The punching/smashing thing being directed at you - it's partly separation anxiety. Or it was with DS. It was like he was afraid of rejection so he would do the things more likely to make him be rejected. Testing the boundaries, I guess? It seemed to be tied up with security issues, anyway.
Things that helped - reassurance he was loved even when he was being awful. The "angry tent" - a pop-up tent we put cushions and toys in which he could go to and lash out and hit things safely. Sometimes he would have to be put in the angry tent, as that's the place we go to be angry and hit things - but after a while he would voluntarily go there and let off steam. "I love you but I think you need to go calm down on your own or be angry in your angry tent. Then we can talk".
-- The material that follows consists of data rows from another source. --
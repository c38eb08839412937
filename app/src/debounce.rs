//! Single-slot debouncing: scheduling a task cancels whatever was pending.

use std::time::Duration;

/// Delay between the last keystroke and the search it triggers.
pub const SEARCH_DEBOUNCE: Duration = Duration::from_millis(150);

/// A timer that can be cancelled before it fires.
pub trait TimerHandle {
    fn cancel(self);
}

impl TimerHandle for leptos::prelude::TimeoutHandle {
    fn cancel(self) {
        self.clear();
    }
}

/// Tracks the one pending timer and which generation is allowed to run.
///
/// Each [`schedule`](Self::schedule) bumps the generation and cancels the
/// previous timer. A timer that still fires after being superseded is
/// rejected by [`complete`](Self::complete).
#[derive(Debug)]
pub struct Debouncer<H> {
    delay: Duration,
    generation: u64,
    pending: Option<(u64, Option<H>)>,
}

impl<H: TimerHandle> Debouncer<H> {
    pub fn new(delay: Duration) -> Self {
        Self {
            delay,
            generation: 0,
            pending: None,
        }
    }

    /// Cancels the pending timer (if any) and arms a new one.
    ///
    /// `arm` receives the new generation and the delay; it returns the timer
    /// handle, or `None` when the platform has no cancellable timer.
    pub fn schedule<F>(&mut self, arm: F) -> u64
    where
        F: FnOnce(u64, Duration) -> Option<H>,
    {
        self.cancel();
        self.generation += 1;
        let handle = arm(self.generation, self.delay);
        self.pending = Some((self.generation, handle));
        self.generation
    }

    /// Called from the timer callback. Returns `true` only for the most
    /// recently scheduled generation, and clears the slot.
    pub fn complete(&mut self, generation: u64) -> bool {
        match self.pending {
            Some((current, _)) if current == generation => {
                self.pending = None;
                true
            }
            _ => false,
        }
    }

    pub fn cancel(&mut self) {
        if let Some((_, Some(handle))) = self.pending.take() {
            handle.cancel();
        }
    }
}
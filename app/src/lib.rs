#![recursion_limit = "256"]

pub mod components;
pub mod debounce;
pub mod error;
pub mod loader;
pub mod search;
pub mod store;
pub mod types;
pub mod view_model;
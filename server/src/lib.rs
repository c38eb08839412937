//! Server library module.
//!
//! Everything the binary wires together lives here so integration tests can
//! build the same router.

pub mod config;
pub mod routes;
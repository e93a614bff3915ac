//! Natural-language descriptions of records.
//!
//! [`DescriptionBuilder::embedding_text`] produces the text a record is
//! embedded from; [`DescriptionBuilder::prompt_description`] produces the
//! bounded summary placed in a re-ranking prompt.

use serde::{Deserialize, Serialize};
use std::borrow::Cow;

use crate::filter::size_class;
use crate::record::AnimalRecord;

pub const DEFAULT_MAX_CHARS: usize = 30_000;
pub const DEFAULT_FIELD_BUDGET: usize = 200;

const ELLIPSIS: &str = "...";

/// Cut `text` to at most `budget` chars, appending `...` when anything was cut.
pub fn truncate_chars(text: &str, budget: usize) -> Cow<'_, str> {
    match text.char_indices().nth(budget) {
        None => Cow::Borrowed(text),
        Some((byte_end, _)) => Cow::Owned(format!("{}{}", &text[..byte_end], ELLIPSIS)),
    }
}

#[derive(Debug, Clone, Copy, PartialEq, Eq, Hash)]
enum Section {
    Basic,
    Status,
    Tags,
    Personality,
    RescueStory,
    SpecialNeeds,
    DailyCare,
}

impl Section {
    fn is_essential(&self) -> bool {
        matches!(
            self,
            Section::Basic | Section::Status | Section::Tags | Section::Personality
        )
    }
}

/// Which supplementary sections give way first when a description is over budget.
#[derive(Debug, Clone, Copy, Default, PartialEq, Eq, Serialize, Deserialize)]
#[serde(rename_all = "snake_case")]
pub enum TruncationOrder {
    /// Drop rescue story, special needs and daily care together.
    #[default]
    EssentialOnly,
    /// Drop daily care, then special needs, then rescue story.
    PreferRescueStory,
    /// Drop daily care, then rescue story, then special needs.
    PreferSpecialNeeds,
}

impl TruncationOrder {
    /// Groups of sections removed together, in removal order.
    fn drop_order(&self) -> &'static [&'static [Section]] {
        match self {
            TruncationOrder::EssentialOnly => {
                &[&[Section::RescueStory, Section::SpecialNeeds, Section::DailyCare]]
            }
            TruncationOrder::PreferRescueStory => &[
                &[Section::DailyCare],
                &[Section::SpecialNeeds],
                &[Section::RescueStory],
            ],
            TruncationOrder::PreferSpecialNeeds => &[
                &[Section::DailyCare],
                &[Section::RescueStory],
                &[Section::SpecialNeeds],
            ],
        }
    }
}

#[derive(Debug, Clone, PartialEq, Eq, Serialize, Deserialize)]
#[serde(default)]
pub struct DescriptionConfig {
    pub max_chars: usize,
    pub field_budget: usize,
    pub truncation: TruncationOrder,
}

impl Default for DescriptionConfig {
    fn default() -> Self {
        Self {
            max_chars: DEFAULT_MAX_CHARS,
            field_budget: DEFAULT_FIELD_BUDGET,
            truncation: TruncationOrder::default(),
        }
    }
}

#[derive(Debug, Clone, Copy, PartialEq, Eq)]
pub enum LifeStage {
    Young,
    YoungAdult,
    MiddleAged,
    Senior,
}

impl LifeStage {
    pub fn label(&self) -> &'static str {
        match self {
            LifeStage::Young => "어린 나이",
            LifeStage::YoungAdult => "청년기",
            LifeStage::MiddleAged => "중년기",
            LifeStage::Senior => "노령기",
        }
    }
}

/// First four-digit number in the age text.
pub fn birth_year(age_text: &str) -> Option<u16> {
    age_text
        .split(|c: char| !c.is_ascii_digit())
        .find(|token| token.len() == 4)
        .and_then(|token| token.parse().ok())
}

pub fn life_stage(age_text: &str) -> Option<LifeStage> {
    match birth_year(age_text)? {
        2023..=2024 => Some(LifeStage::Young),
        2020..=2022 => Some(LifeStage::YoungAdult),
        2017..=2019 => Some(LifeStage::MiddleAged),
        2013..=2016 => Some(LifeStage::Senior),
        _ => None,
    }
}

fn or_missing<'a>(value: &'a str, missing: &'a str) -> &'a str {
    let value = value.trim();
    if value.is_empty() {
        missing
    } else {
        value
    }
}

#[derive(Debug, Clone, Default)]
pub struct DescriptionBuilder {
    config: DescriptionConfig,
}

impl DescriptionBuilder {
    pub fn new(config: DescriptionConfig) -> Self {
        Self { config }
    }

    pub fn config(&self) -> &DescriptionConfig {
        &self.config
    }

    fn sections(&self, record: &AnimalRecord) -> Vec<(Section, String)> {
        let mut parts = Vec::with_capacity(7);

        let gender = record.gender.map(|g| g.label()).unwrap_or("성별미정");
        let weight = record
            .weight_kg
            .map(|w| format!("{}kg", w))
            .unwrap_or_else(|| "몸무게미정".to_string());
        let size = size_class(record.weight_kg)
            .map(|s| s.label())
            .unwrap_or("크기미정");
        let mut basic = format!(
            "{}는 {}이고 몸무게 {}인 {} 동물입니다.",
            or_missing(&record.name, "이름미정"),
            gender,
            weight,
            size
        );
        if !record.age.trim().is_empty() {
            match life_stage(&record.age) {
                Some(stage) => basic.push_str(&format!(" 나이는 {}({})입니다.", record.age.trim(), stage.label())),
                None => basic.push_str(&format!(" 나이는 {}입니다.", record.age.trim())),
            }
        }
        parts.push((Section::Basic, basic));

        if let Some(care_type) = record.care_type.as_deref().filter(|k| !k.trim().is_empty()) {
            parts.push((
                Section::Status,
                format!("현재 {} 상태이며 {}로 분류됩니다.", record.state, care_type.trim()),
            ));
        }

        let tags = record.tags();
        if !tags.is_empty() {
            parts.push((Section::Tags, format!("성격 특징은 {} 입니다.", tags.join(", "))));
        }

        let free_text = [
            (Section::Personality, "성격 설명", &record.personality),
            (Section::RescueStory, "구조 배경", &record.rescue_story),
            (Section::SpecialNeeds, "특별 요구사항", &record.special_needs),
            (Section::DailyCare, "일상 관리", &record.daily_care),
        ];
        for (section, label, text) in free_text {
            let text = text.trim();
            if !text.is_empty() {
                parts.push((section, format!("{}: {}", label, text)));
            }
        }

        parts
    }

    /// Text a record's embedding is computed from.
    pub fn embedding_text(&self, record: &AnimalRecord) -> String {
        let mut parts = self.sections(record);
        let max = self.config.max_chars;

        let joined = |parts: &[(Section, String)]| {
            parts.iter().map(|(_, text)| text.as_str()).collect::<Vec<_>>().join(" ")
        };

        let mut text = joined(&parts);
        if text.chars().count() <= max {
            return text;
        }

        for group in self.config.truncation.drop_order() {
            parts.retain(|(section, _)| !group.contains(section));
            text = joined(&parts);
            if text.chars().count() <= max {
                return text;
            }
        }

        debug_assert!(parts.iter().all(|(section, _)| section.is_essential()));
        truncate_chars(&text, max).into_owned()
    }

    /// Bounded summary of a record for a re-ranking prompt.
    pub fn prompt_description(&self, record: &AnimalRecord) -> String {
        let budget = self.config.field_budget;
        let mut fields = Vec::new();

        let mut profile = Vec::new();
        if let Some(gender) = record.gender {
            profile.push(gender.label().to_string());
        }
        if let Some(w) = record.weight_kg {
            let size = size_class(Some(w)).map(|s| s.label()).unwrap_or("크기미정");
            profile.push(format!("{}kg({})", w, size));
        }
        if !record.age.trim().is_empty() {
            profile.push(format!("나이 {}", truncate_chars(record.age.trim(), budget)));
        }
        if let Some(neuter) = record.neuter.as_deref().filter(|n| !n.trim().is_empty()) {
            profile.push(format!("중성화 {}", neuter.trim()));
        }
        if !profile.is_empty() {
            fields.push(profile.join(", "));
        }

        let tags = record.tags();
        if !tags.is_empty() {
            fields.push(format!("성격 태그: {}", truncate_chars(&tags.join(", "), budget)));
        }
        let free_text = [
            ("성격", &record.personality),
            ("구조 배경", &record.rescue_story),
            ("특별 요구사항", &record.special_needs),
        ];
        for (label, text) in free_text {
            let text = text.trim();
            if !text.is_empty() {
                fields.push(format!("{}: {}", label, truncate_chars(text, budget)));
            }
        }

        fields.join(" / ")
    }
}
//! Bounded retry for service calls.

use async_trait::async_trait;
use backon::{ExponentialBuilder, Retryable};
use pawmatch_core::{
    CompletionProvider, CompletionRequest, EmbeddingProvider, ServiceError, ServiceResult,
};
use serde::{Deserialize, Serialize};
use std::future::Future;
use std::time::Duration;
use tracing::warn;

/// Exponential backoff policy shared by the embedding and completion clients.
///
/// Only [`ServiceError::is_retryable`] errors are retried, and never more
/// than `max_attempts` calls are made in total.
#[derive(Debug, Clone, PartialEq, Serialize, Deserialize)]
#[serde(default)]
pub struct RetryPolicy {
    pub max_attempts: u32,
    pub initial_delay_ms: u64,
    pub max_delay_ms: u64,
    pub factor: f32,
}

impl Default for RetryPolicy {
    fn default() -> Self {
        Self {
            max_attempts: 3,
            initial_delay_ms: 1000,
            max_delay_ms: 10_000,
            factor: 2.0,
        }
    }
}

impl RetryPolicy {
    pub fn with_max_attempts(mut self, max_attempts: u32) -> Self {
        self.max_attempts = max_attempts;
        self
    }

    pub fn with_initial_delay(mut self, delay: Duration) -> Self {
        self.initial_delay_ms = delay.as_millis() as u64;
        self
    }

    pub fn with_max_delay(mut self, delay: Duration) -> Self {
        self.max_delay_ms = delay.as_millis() as u64;
        self
    }

    pub fn backoff(&self) -> ExponentialBuilder {
        ExponentialBuilder::default()
            .with_min_delay(Duration::from_millis(self.initial_delay_ms))
            .with_max_delay(Duration::from_millis(self.max_delay_ms))
            .with_factor(self.factor)
            .with_max_times(self.max_attempts.saturating_sub(1) as usize)
    }

    /// Run `call` until it succeeds, fails fatally, or attempts run out.
    pub async fn run<T, F, Fut>(&self, operation: &str, call: F) -> ServiceResult<T>
    where
        F: FnMut() -> Fut + Send,
        Fut: Future<Output = ServiceResult<T>> + Send,
        T: Send,
    {
        call.retry(self.backoff())
            .when(ServiceError::is_retryable)
            .notify(|err: &ServiceError, delay: Duration| {
                warn!(
                    operation,
                    rate_limited = err.is_rate_limit(),
                    delay_ms = delay.as_millis() as u64,
                    error = %err,
                    "retrying service call"
                );
            })
            .await
    }
}

/// Wraps a provider so every call goes through a [`RetryPolicy`].
pub struct Retrying<P> {
    inner: P,
    policy: RetryPolicy,
}

impl<P> Retrying<P> {
    pub fn new(inner: P, policy: RetryPolicy) -> Self {
        Self { inner, policy }
    }

    pub fn inner(&self) -> &P {
        &self.inner
    }

    pub fn policy(&self) -> &RetryPolicy {
        &self.policy
    }
}

#[async_trait]
impl<P: EmbeddingProvider> EmbeddingProvider for Retrying<P> {
    async fn embed(&self, text: &str) -> ServiceResult<Vec<f32>> {
        self.policy.run("embed", || self.inner.embed(text)).await
    }

    async fn embed_batch(&self, texts: &[&str]) -> ServiceResult<Vec<Vec<f32>>> {
        self.policy.run("embed_batch", || self.inner.embed_batch(texts)).await
    }

    fn dimension(&self) -> usize {
        self.inner.dimension()
    }

    fn name(&self) -> &str {
        self.inner.name()
    }
}

#[async_trait]
impl<P: CompletionProvider> CompletionProvider for Retrying<P> {
    async fn complete(&self, request: &CompletionRequest) -> ServiceResult<String> {
        self.policy.run("complete", || self.inner.complete(request)).await
    }

    fn name(&self) -> &str {
        self.inner.name()
    }
}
Hugs. If offered at the wrong point, it could make things worse. So something along the lines of "If you're angry right now, you probably don't want a hug. But if you finish being angry and you want a hug, I've got a really big one waiting for you." Most of the time his outbursts would leave him exhausted and weepy and in need of a hug. I think he freaked himself out by how angry he got sometimes.
"Drawing a line". Sometimes you could tell he'd backed himself into a corner and couldn't see how to back down without losing face, and he wouldn't back down. So sometimes saying "Shall we start over, and just draw a line and forget this happened?" Pretending to "rewind" or drawing a vertical line in the air with a finger would sometimes help. Possibly because it was a bit silly.
Talking to him afterwards about why he got so upset (once he was calm again) and what else he could do next time he feels himself getting cross that might be a better way of dealing with whatever it was. Telling me he was starting to feel cross, taking deep breaths, or whatever. Then the next time he started kicking off there was sometimes a brief window where things could be headed off. Me acknowledging that he was feeling cross, and telling him I can see he was trying really hard not to lose his temper.
None of these worked 100% all of the time but it felt better for us than the cycle of him getting angry and being met with anger for his unacceptable behaviour, him getting angrier still... He still has his moments of anger but no violence any more. It has definitely been a process rather than a quick-fix.